Impossible d’imaginer un procès contre des journalistes sans la présence dans le prétoire de cet homme de droit, portant majestueusement sa robe d’avocat. Depuis qu’il est devenu, au début des années 1990, le conseiller attitré des journaux indépendants, il a plaidé quelque 500 affaires de diffamation, d’outrage, d’atteinte à l’image ou à la réputation des institutions et des responsables politiques algériens. Bref, il fait figure de vrai spécialiste des délits de presse. Tribun hors pair, hâbleur et gouailleur, il peut plaider aussi bien en arabe qu’en français. Ses plaidoiries, théâtralisées à la perfection et ponctuées de nombreux effets de manches, amusent parfois les présidents des tribunaux et les indisposent souvent.

Hocine Zahouane
73 ans, militant des droits de l’homme

Né en 1935 en Kabylie, il rallie le mouvement nationaliste à 15 ans, avant d’entrer au FLN. Arrêté en 1955, il rejoint le maquis dès sa sortie de prison en 1957, et devient officier de la wilaya III. Membre du bureau politique du FLN à l’indépendance, il incarne, avec Mohamed Harbi et Bachir Hadj Ali, l’aile gauche du parti unique. En 1965, il condamne le coup d’État de Boumedienne et entre dans la clandestinité pour créer l’Organisation de la résistance populaire (ORP), mais il est une nouvelle fois arrêté, trois ans plus tard, par la Sécurité militaire. Malgré son passé de militant anticolonialiste, il est assigné à résidence. Libéré en 1970, il choisit de s’exiler en France et ne revient au pays qu’en 1978, à la mort du président Boumedienne. Élu en 2005 à la tête de la Ligue algérienne de défense des droits de l’homme (LADDH), il y effectue un mandat de deux ans, avant d’être démis de ses fonctions. N’accordant aucune légitimité à la nouvelle direction de la Ligue, il est aujourd’hui encore en conflit avec ses anciens collègues.

Meziane Meriane
50 ans, syndicaliste

Fondateur du Syndicat national autonome des professeurs de l’enseignement secondaire et technique (Snapest), qu’il a lancé à l’occasion d’un conflit social en janvier 2006, Meziane Meriane et son organisation ont des revendications qui portent sur la revalorisation des salaires et du métier d’enseignant.

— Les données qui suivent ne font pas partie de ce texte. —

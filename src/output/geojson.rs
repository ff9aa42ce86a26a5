//! GeoJSON output format writer.

use crate::error::Result;
use crate::output::{Detection, OutputWriter, write_json};
use serde::{Deserialize, Serialize};
use std::path::{Path, PathBuf};

/// A GeoJSON FeatureCollection of detections.
#[derive(Debug, Serialize, Deserialize)]
pub struct FeatureCollection {
    /// Always `FeatureCollection`.
    #[serde(rename = "type")]
    pub kind: String,
    /// One feature per detection.
    pub features: Vec<Feature>,
}

/// One detection as a GeoJSON feature.
#[derive(Debug, Serialize, Deserialize)]
pub struct Feature {
    /// Always `Feature`.
    #[serde(rename = "type")]
    pub kind: String,
    /// Footprint polygon.
    pub geometry: PolygonGeometry,
    /// Detection attributes.
    pub properties: FeatureProperties,
}

/// GeoJSON Polygon geometry.
#[derive(Debug, Serialize, Deserialize)]
pub struct PolygonGeometry {
    /// Always `Polygon`.
    #[serde(rename = "type")]
    pub kind: String,
    /// A single closed exterior ring.
    pub coordinates: Vec<Vec<[f64; 2]>>,
}

/// Attributes attached to each feature.
#[derive(Debug, Serialize, Deserialize)]
pub struct FeatureProperties {
    /// Class identifier.
    pub class_id: u32,
    /// Class name.
    pub class_name: String,
    /// Detector score.
    pub score: f32,
    /// Number of raw detections merged into this one.
    pub merged_count: usize,
    /// Box in raster pixels as `[xmin, ymin, xmax, ymax]`.
    pub pixel_bbox: [f64; 4],
}

impl From<&Detection> for Feature {
    fn from(d: &Detection) -> Self {
        let b = &d.pixel_bbox;
        Self {
            kind: "Feature".to_string(),
            geometry: PolygonGeometry {
                kind: "Polygon".to_string(),
                coordinates: vec![d.polygon.closed_positions()],
            },
            properties: FeatureProperties {
                class_id: d.class_id,
                class_name: d.class_name.clone(),
                score: d.score,
                merged_count: d.merged_count,
                pixel_bbox: [b.xmin, b.ymin, b.xmax, b.ymax],
            },
        }
    }
}

impl FromIterator<Feature> for FeatureCollection {
    fn from_iter<I: IntoIterator<Item = Feature>>(iter: I) -> Self {
        Self {
            kind: "FeatureCollection".to_string(),
            features: iter.into_iter().collect(),
        }
    }
}

/// Writer collecting detections into one FeatureCollection.
pub struct GeoJsonWriter {
    features: Vec<Feature>,
    output_path: PathBuf,
}

impl GeoJsonWriter {
    /// Create a writer for `output_path`. Nothing is written until finalize.
    pub fn new(output_path: &Path) -> Self {
        Self {
            features: Vec::new(),
            output_path: output_path.to_path_buf(),
        }
    }
}

impl OutputWriter for GeoJsonWriter {
    fn write_header(&mut self) -> Result<()> {
        // Written at finalize
        Ok(())
    }

    fn write_detection(&mut self, detection: &Detection) -> Result<()> {
        self.features.push(Feature::from(detection));
        Ok(())
    }

    fn finalize(&mut self) -> Result<()> {
        let collection: FeatureCollection = std::mem::take(&mut self.features).into_iter().collect();
        write_json(&self.output_path, &collection)
    }
}
//! Detector backed by an external program.

use super::{Detector, LabelMap, RawDetection};
use crate::chip::ChipImage;
use crate::error::{Error, Result};
use crate::geometry::BoundingBox;
use serde::{Deserialize, Serialize};
use std::path::{Path, PathBuf};
use std::process::Command;
use tracing::{trace, warn};

/// One detection as printed by a detector program.
///
/// `bbox` is `[ymin, xmin, ymax, xmax]` normalized to `[0, 1]` of the chip.
#[derive(Debug, Clone, PartialEq, Serialize, Deserialize)]
pub struct WireDetection {
    /// Normalized box.
    #[serde(rename = "box")]
    pub bbox: [f64; 4],
    /// Class identifier.
    pub class_id: u32,
    /// Detector score.
    pub score: f32,
}

impl WireDetection {
    /// Scale the normalized box to chip pixels.
    #[allow(clippy::cast_precision_loss)]
    pub fn to_raw(&self, chip_width: usize, chip_height: usize) -> RawDetection {
        let [ymin, xmin, ymax, xmax] = self.bbox;
        let (w, h) = (chip_width as f64, chip_height as f64);
        RawDetection {
            bbox: BoundingBox::new(xmin * w, ymin * h, xmax * w, ymax * h),
            class_id: self.class_id,
            score: self.score,
        }
    }
}

/// Runs `<program> [args...] <inference_graph> <label_map> <chip.png>` per chip.
///
/// The program must print a JSON array of [`WireDetection`] on stdout and
/// exit with status zero.
#[derive(Debug, Clone)]
pub struct CommandDetector {
    program: String,
    args: Vec<String>,
    inference_graph: PathBuf,
    label_map_path: PathBuf,
    chips_dir: PathBuf,
}

impl CommandDetector {
    /// Create a detector writing chip images into `chips_dir`.
    pub fn new(
        program: impl Into<String>,
        args: Vec<String>,
        inference_graph: &Path,
        label_map_path: &Path,
        chips_dir: &Path,
    ) -> Self {
        Self {
            program: program.into(),
            args,
            inference_graph: inference_graph.to_path_buf(),
            label_map_path: label_map_path.to_path_buf(),
            chips_dir: chips_dir.to_path_buf(),
        }
    }

    /// Path of the staged image for chip `id`.
    pub fn chip_path(&self, id: usize) -> PathBuf {
        self.chips_dir.join(format!("chip_{id:06}.png"))
    }
}

/// Parse detector stdout for chip `chip`.
pub fn parse_detector_output(stdout: &[u8], chip: usize) -> Result<Vec<WireDetection>> {
    serde_json::from_slice(stdout).map_err(|e| Error::DetectorOutput { chip, source: e })
}

impl Detector for CommandDetector {
    fn detect(
        &self,
        chip: &ChipImage,
        label_map: &LabelMap,
        score_thresh: f32,
    ) -> Result<Vec<RawDetection>> {
        let id = chip.window.id;
        let chip_path = self.chip_path(id);
        chip.save_png(&chip_path)?;

        let output = Command::new(&self.program)
            .args(&self.args)
            .arg(&self.inference_graph)
            .arg(&self.label_map_path)
            .arg(&chip_path)
            .output()
            .map_err(|e| Error::DetectorSpawn {
                program: self.program.clone(),
                source: e,
            })?;

        if !output.status.success() {
            let stderr = String::from_utf8_lossy(&output.stderr);
            return Err(Error::Detection {
                chip: id,
                reason: format!("detector exited with {}: {}", output.status, stderr.trim()),
            });
        }

        let wire = parse_detector_output(&output.stdout, id)?;
        trace!("Chip {} returned {} raw detections", id, wire.len());

        Ok(wire
            .iter()
            .filter(|d| d.score >= score_thresh)
            .filter(|d| {
                let known = label_map.contains(d.class_id);
                if !known {
                    warn!("Chip {}: dropping detection with unknown class {}", id, d.class_id);
                }
                known
            })
            .map(|d| d.to_raw(chip.width(), chip.height()))
            .collect())
    }
}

Auparavant, l’homme, qui a le syndicalisme chevillé au corps, était coordinateur national d’une autre organisation, le Cnapest (Conseil national autonome des professeurs de l’enseignement secondaire et technique). Alors que les mouvements autonomes obtiennent rarement l’agrément du pouvoir, celui qu’il a créé a rapidement décroché la sienne, en 2007 Raison pour laquelle les syndicats non agréés l’accusent d’avoir fait trop de concessions aux autorités.